「総理の会見は人ごとのように感じるという国民が多かった」という「中国新聞」の男性記者の質問に対し、福田首相が「人ごとのようにとあなたはおっしゃったが、私は自分自身を客観的に見ることができるんです。あなたとは違うんです」と答えた。
という状況で、福田氏はこれまで官房長官時代にも記者に対して特有の見下した態度があったので、ああまた、という感じではあった。
福田氏の場合、記者団と自分の関係、国民と自分との関係はどんな感じなのだろうと、すこし把握しにくいように思う。
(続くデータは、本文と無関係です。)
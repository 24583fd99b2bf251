/// Animation clock: continuous subject rotation.
///
/// Stepped explicitly by the host with the elapsed time since the previous
/// frame. Knows nothing about cameras or viewports.

use std::f32::consts::TAU;
use glam::{Mat4, Quat};
use crate::options::AnimationOptions;

/// Subject orientation, in radians. Both angles stay within [0, TAU).
#[derive(Debug, Clone, Copy, PartialEq, Default)]
pub struct RotationState {
    pub yaw: f32,
    pub pitch: f32,
}

impl RotationState {
    /// Intrinsic X-then-Y orientation: pitch applied in the parent frame.
    pub fn quat(&self) -> Quat {
        Quat::from_rotation_x(self.pitch) * Quat::from_rotation_y(self.yaw)
    }

    /// Model matrix for the subject at the given uniform scale.
    pub fn model_matrix(&self, scale: f32) -> Mat4 {
        Mat4::from_quat(self.quat()) * Mat4::from_scale(glam::Vec3::splat(scale))
    }
}

#[derive(Debug, Clone)]
pub struct AnimationClock {
    rotation: RotationState,
    yaw_rate: f32,
    pitch_rate: f32,
    elapsed: f64,
}

impl AnimationClock {
    pub fn new(options: &AnimationOptions) -> Self {
        Self {
            rotation: RotationState::default(),
            yaw_rate: options.yaw_rate,
            pitch_rate: options.pitch_rate,
            elapsed: 0.0,
        }
    }

    /// Advance by `dt` seconds unless paused, and return the rotation.
    ///
    /// Negative or non-finite `dt` counts as zero.
    pub fn tick(&mut self, dt: f32, paused: bool) -> RotationState {
        if paused || !dt.is_finite() || dt <= 0.0 {
            return self.rotation;
        }

        self.rotation.yaw = (self.rotation.yaw + self.yaw_rate * dt).rem_euclid(TAU);
        self.rotation.pitch = (self.rotation.pitch + self.pitch_rate * dt).rem_euclid(TAU);
        self.elapsed += dt as f64;
        self.rotation
    }

    pub fn rotation(&self) -> RotationState {
        self.rotation
    }

    /// Unpaused seconds accumulated so far.
    pub fn elapsed(&self) -> f64 {
        self.elapsed
    }

    pub fn reset(&mut self) {
        self.rotation = RotationState::default();
        self.elapsed = 0.0;
    }
}

impl Default for AnimationClock {
    fn default() -> Self {
        Self::new(&AnimationOptions::default())
    }
}

#[cfg(test)]
#[path = "clock_tests.rs"]
mod tests;
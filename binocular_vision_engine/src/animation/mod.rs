//! Animation module: subject rotation driven by an explicit clock.

mod clock;

pub use clock::{AnimationClock, RotationState};
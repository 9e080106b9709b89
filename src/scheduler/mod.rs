//! Periodic background jobs: the alert tick, the auto-archive sweep, and
//! the daily history purge.

mod alert;
mod retention;
mod runner;

pub use alert::{AlertCycle, RELENTLESS_INTERVAL_MINUTES};
pub use retention::{CLEANUP_INTERVAL_SETTING, RetentionJob, RetentionWindow};
pub use runner::Scheduler;
//! Configuration for the reminder daemon.
//!
//! Loaded from a TOML file; every section and field falls back to a
//! sensible default so a missing or partial file still yields a working
//! daemon.

use serde::{Deserialize, Serialize};
use std::path::{Path, PathBuf};

use crate::error::{ReminderError, Result};

/// Top-level daemon configuration.
#[derive(Debug, Clone, Default, Serialize, Deserialize)]
#[serde(default)]
pub struct AppConfig {
    /// Public base URL used to build nudge/confirm action links.
    pub base_url: BaseUrl,
    /// Storage settings.
    pub storage: StorageConfig,
    /// Global default webhook endpoints.
    pub webhooks: WebhookConfig,
    /// Periodic job cadences.
    pub scheduler: SchedulerConfig,
    /// Archived-reminder retention.
    pub retention: RetentionConfig,
}

/// Newtype so the base URL gets a default without a custom top-level impl.
#[derive(Debug, Clone, Serialize, Deserialize)]
#[serde(transparent)]
pub struct BaseUrl(pub String);

impl Default for BaseUrl {
    fn default() -> Self {
        Self("http://localhost:8080".to_owned())
    }
}

/// Storage settings.
#[derive(Debug, Clone, Serialize, Deserialize)]
#[serde(default)]
pub struct StorageConfig {
    /// Path to the SQLite database file (None = platform data dir).
    pub db_path: Option<PathBuf>,
}

impl Default for StorageConfig {
    fn default() -> Self {
        Self { db_path: None }
    }
}

impl StorageConfig {
    /// Resolve the database path, creating a platform default when unset.
    pub fn resolved_db_path(&self) -> PathBuf {
        if let Some(path) = &self.db_path {
            return path.clone();
        }
        dirs::data_dir()
            .unwrap_or_else(|| PathBuf::from("."))
            .join("remindd")
            .join("reminders.db")
    }
}

/// Global default webhook endpoints. An empty URL disables that service;
/// per-reminder overrides take precedence over these.
#[derive(Debug, Clone, Serialize, Deserialize)]
#[serde(default)]
pub struct WebhookConfig {
    /// Home Assistant webhook URL.
    pub home_assistant: String,
    /// ntfy topic URL.
    pub ntfy: String,
    /// Gotify message URL.
    pub gotify: String,
    /// Per-request delivery timeout in seconds.
    pub timeout_secs: u64,
}

impl Default for WebhookConfig {
    fn default() -> Self {
        Self {
            home_assistant: String::new(),
            ntfy: String::new(),
            gotify: String::new(),
            timeout_secs: 10,
        }
    }
}

/// Cadences for the three periodic jobs.
#[derive(Debug, Clone, Serialize, Deserialize)]
#[serde(default)]
pub struct SchedulerConfig {
    /// Seconds between alert-check ticks.
    pub alert_tick_secs: u64,
    /// Seconds between auto-archive sweeps.
    pub archive_sweep_secs: u64,
    /// UTC hour (0-23) at which the daily history purge runs.
    pub purge_hour_utc: u8,
    /// Delay before the initial alert check + sweep after startup.
    pub startup_delay_secs: u64,
}

impl Default for SchedulerConfig {
    fn default() -> Self {
        Self {
            alert_tick_secs: 60,
            archive_sweep_secs: 3600,
            purge_hour_utc: 3,
            startup_delay_secs: 5,
        }
    }
}

/// Archived-reminder retention settings.
#[derive(Debug, Clone, Serialize, Deserialize)]
#[serde(default)]
pub struct RetentionConfig {
    /// Process-level default retention window: `"<n>m"`, `"<n>y"`, or
    /// `"off"`. Overridden by the `history_cleanup_interval` setting in
    /// the settings store.
    pub default_window: String,
}

impl Default for RetentionConfig {
    fn default() -> Self {
        Self {
            default_window: "6m".to_owned(),
        }
    }
}

impl AppConfig {
    /// Load configuration from a TOML file.
    ///
    /// A missing file yields the defaults; a malformed file is an error.
    pub fn load(path: &Path) -> Result<Self> {
        let contents = match std::fs::read_to_string(path) {
            Ok(c) => c,
            Err(e) if e.kind() == std::io::ErrorKind::NotFound => {
                return Ok(Self::default());
            }
            Err(e) => return Err(e.into()),
        };
        toml::from_str(&contents)
            .map_err(|e| ReminderError::Config(format!("cannot parse {}: {e}", path.display())))
    }

    /// Default config file path (`~/.config/remindd/config.toml`).
    pub fn default_config_path() -> PathBuf {
        dirs::config_dir()
            .unwrap_or_else(|| PathBuf::from("."))
            .join("remindd")
            .join("config.toml")
    }
}
//! Reminder persistence.

mod schema;
mod sqlite;

pub use sqlite::ReminderStore;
場面に応じた適切な共感がないという点では福田氏と記者は同じだと思うが、もう少し細かくみることができる。把握は出来るが共感はできないのが福田氏で、把握も共感もできないのが記者だろう。
むしろ、福田氏は記者と国民の期待や予想を踏まえて、それを軽く裏切るような発言を繰り返してきたわけで、どんな情勢なのかはわきまえていた。相手を見下す、相手を尊重しない、皮肉で返す、このあたりは普段の記者団も相手を尊重していないわけでお互いさまなのかと思うが、背後には国民がいて、国民に対してのメッセージなのだということを、もっと考えてもよかったのかと思う。
暖かいユーモアというよりは、冷たい皮肉の人だった。
記者は今どんな情勢なのかを把握出来ていなかったと思う。福田氏は情勢把握は出来ていた。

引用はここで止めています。